Not really sure of that myself, but i would say put it in the humidor anyways, if somehow the seal is not airtight anymore it can't hurt it.


----------



## imported_cigar_lover (May 25, 2011)

carpenter said:


> Not really sure of that myself, but i would say put it in the humidor anyways, if somehow the seal is not airtight anymore it can't hurt it.


True thats what i was thinking. wasnt sure always nice to discuss it!


----------



## smelvis (Sep 7, 2009)

Yes it does bro, It breathes just way slower, Aging tubes in the tube is fine it just slows the process down. I love tubos


----------



## Cigary (Oct 19, 2007)

Just don't expose the glass tubo to light or heat...you can keep it at a relative room temp of about 70-78 and it will be fine...I've had a lot of those and kept them for a couple of years and they smoked fine.


----------



## BMack (Dec 8, 2010)

Cigary said:


> Just don't expose the glass tubo to light or heat...you can keep it at a relative room temp of about 70-78 and it will be fine...I've had a lot of those and kept them for a couple of years and they smoked fine.


Yup, keep them out of direct sunlight and let them sit at room temperature and they will be fine. I had a Macanudo that I forgot about that sat in a tube on my self for 8 years.
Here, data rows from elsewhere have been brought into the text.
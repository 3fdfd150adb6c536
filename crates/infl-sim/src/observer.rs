//! Campaign observer trait for progress reporting.

use infl_core::SimulationResult;

/// Callbacks invoked by [`Campaign::run`][crate::Campaign::run].
///
/// All methods have default no-op implementations so implementors only need
/// to override what they care about.
///
/// In parallel mode `on_node_done` is called from worker threads, in
/// whatever order runs finish, hence `&self` and the `Sync` bound.  Use
/// atomics or an already thread-safe sink (e.g. a progress bar).
///
/// # Example: progress counter
///
/// ```rust,ignore
/// struct Counter(AtomicUsize);
///
/// impl CampaignObserver for Counter {
///     fn on_node_done(&self, _result: &SimulationResult) {
///         self.0.fetch_add(1, Ordering::Relaxed);
///     }
/// }
/// ```
pub trait CampaignObserver: Sync {
    /// Called once before any node is simulated.
    fn on_campaign_start(&self, _total: usize) {}

    /// Called after each node finishes, only when the campaign was
    /// configured with `show_progress`.
    fn on_node_done(&self, _result: &SimulationResult) {}

    /// Called once after every node finished successfully.
    fn on_campaign_end(&self, _completed: usize) {}
}

/// A [`CampaignObserver`] that does nothing.
pub struct NoopObserver;

impl CampaignObserver for NoopObserver {}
I smoked it late last year... 8 years out of a humidor and it smoked just fine and actually quite well.

This only works with sealed tubes, a screw top tube will NOT hold RH for years. Those would need to be in a humidor.


----------



## NoShhhSherlock (Mar 30, 2011)

BMack said:


> Yup, keep them out of direct sunlight and let them sit at room temperature and they will be fine. I had a Macanudo that I forgot about that sat in a tube on my self for 8 years. I smoked it late last year... 8 years out of a humidor and it smoked just fine and actually quite well.
> 
> This only works with sealed tubes, a screw top tube will NOT hold RH for years. Those would need to be in a humidor.


Would a corked tubo be considered sealed?


----------



## oznation (May 25, 2011)

I love tubos because i tend to like to handle them and smell them a lot. so i like the tubos for protection. but i will not store them in my wineador in tubos... just in my normal humidor i will unscrew the lids


----------



## Cigary (Oct 19, 2007)

BMack said:


> Yup, keep them out of direct sunlight and let them sit at room temperature and they will be fine. I had a Macanudo that I forgot about that sat in a tube on my self for 8 years. I smoked it late last year... 8 years out of a humidor and it smoked just fine and actually quite well.
> 
> This only works with sealed tubes, a screw top tube will NOT hold RH for years. Those would need to be in a humidor.


Forgot to mention that important piece of advice....SEALED is what we're talking about..no screw tops, corks ( it breathes )...and I have just about every kind of sealed cigar product and it's amazing how well they keep their freshness.

I remember when I used to buy the El Producto Queens in the glass tubes...( thought I was some aristocrat when I got those--they were actually pretty good) WTG Brian for catching that tidbit of info.:typing:


----------



## Sarge (Nov 21, 2010)

Sherlockholms said:


> Would a corked tubo be considered sealed?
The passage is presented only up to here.